Brief
Write out the whole listing below so that every line matches exactly.

Data for analysis
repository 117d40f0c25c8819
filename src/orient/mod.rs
pub(crate) mod transform;
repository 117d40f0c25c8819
use std::path::Path;

use crate::{
    assets::decode::load_image,
    config::effect::EffectConfig,
    foundation::{
        core::{PixelBuffer, wide_channels},
        error::SortResult,
    },
    mask::grid::Mask,
};

/// Threshold the red channel of `image` into a mask.
///
/// The wide red channel is narrowed to 8 bits by truncation (keeping the low byte) and a pixel
/// is active when that value is below `threshold`. `invert` swaps both outcomes. The mask
/// debug toggle forces every cell active.
pub fn build_mask(image: &PixelBuffer, threshold: u8, config: &EffectConfig) -> Mask {
    let (width, height) = image.dimensions();
    let mut mask = Mask::unset(width, height);
    for (x, y, px) in image.enumerate_pixels() {
        let narrowed = wide_channels(*px)[0] as u8;
        let below = narrowed < threshold;
        let active = config.debug.mask || (below != config.invert);
        mask.set_active(x, y, active);
    }
    tracing::debug!(
        width,
        height,
        threshold,
        active = mask.active_count(),
        "built threshold mask"
    );
    mask
}

/// Copy a decoded mask into a `width x height` grid.
///
/// Only the overlap `min(width, mask_w) x min(height, mask_h)` is copied; the rest stays
/// [`Mask::UNSET`]. A size mismatch is never an error.
pub fn fit_mask(decoded: &PixelBuffer, width: u32, height: u32) -> Mask {
    let mut fitted = PixelBuffer::new(width, height);
    let copy_w = width.min(decoded.width());
    let copy_h = height.min(decoded.height());
    for y in 0..copy_h {
        for x in 0..copy_w {
            fitted.put_pixel(x, y, *decoded.get_pixel(x, y));
        }
    }
    Mask::from_image(fitted)
}

/// Decode an external mask image and fit it to `width x height`.
pub fn load_mask(path: &Path, width: u32, height: u32) -> SortResult<Mask> {
    let decoded = load_image(path)?;
    if decoded.dimensions() != (width, height) {
        tracing::debug!(
            path = %path.display(),
            mask_w = decoded.width(),
            mask_h = decoded.height(),
            width,
            height,
            "external mask size differs from target; truncating to overlap"
        );
    }
    Ok(fit_mask(&decoded, width, height))
}

#[cfg(test)]
#[path = "../../tests/unit/mask/build.rs"]
mod tests;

Exercise output
repository 117d40f0c25c8819
filename src/orient/mod.rs
pub(crate) mod transform;
repository 117d40f0c25c8819
use std::path::Path;

use crate::{
    assets::decode::load_image,
    config::effect::EffectConfig,
    foundation::{
        core::{PixelBuffer, wide_channels},
        error::SortResult,
    },
    mask::grid::Mask,
};

/// Threshold the red channel of `image` into a mask.
///
/// The wide red channel is narrowed to 8 bits by truncation (keeping the low byte) and a pixel
/// is active when that value is below `threshold`. `invert` swaps both outcomes. The mask
/// debug toggle forces every cell active.
pub fn build_mask(image: &PixelBuffer, threshold: u8, config: &EffectConfig) -> Mask {
    let (width, height) = image.dimensions();
    let mut mask = Mask::unset(width, height);
    for (x, y, px) in image.enumerate_pixels() {
        let narrowed = wide_channels(*px)[0] as u8;
        let below = narrowed < threshold;
        let active = config.debug.mask || (below != config.invert);
        mask.set_active(x, y, active);
    }
    tracing::debug!(
        width,
        height,
        threshold,
        active = mask.active_count(),
        "built threshold mask"
    );
    mask
}

/// Copy a decoded mask into a `width x height` grid.
///
/// Only the overlap `min(width, mask_w) x min(height, mask_h)` is copied; the rest stays
/// [`Mask::UNSET`]. A size mismatch is never an error.
pub fn fit_mask(decoded: &PixelBuffer, width: u32, height: u32) -> Mask {
    let mut fitted = PixelBuffer::new(width, height);
    let copy_w = width.min(decoded.width());
    let copy_h = height.min(decoded.height());
    for y in 0..copy_h {
        for x in 0..copy_w {
            fitted.put_pixel(x, y, *decoded.get_pixel(x, y));
        }
    }
    Mask::from_image(fitted)
}

/// Decode an external mask image and fit it to `width x height`.
pub fn load_mask(path: &Path, width: u32, height: u32) -> SortResult<Mask> {
    let decoded = load_image(path)?;
    if decoded.dimensions() != (width, height) {
        tracing::debug!(
            path = %path.display(),
            mask_w = decoded.width(),
            mask_h = decoded.height(),
            width,
            height,
            "external mask size differs from target; truncating to overlap"
        );
    }
    Ok(fit_mask(&decoded, width, height))
}

#[cfg(test)]
#[path = "../../tests/unit/mask/build.rs"]
mod tests;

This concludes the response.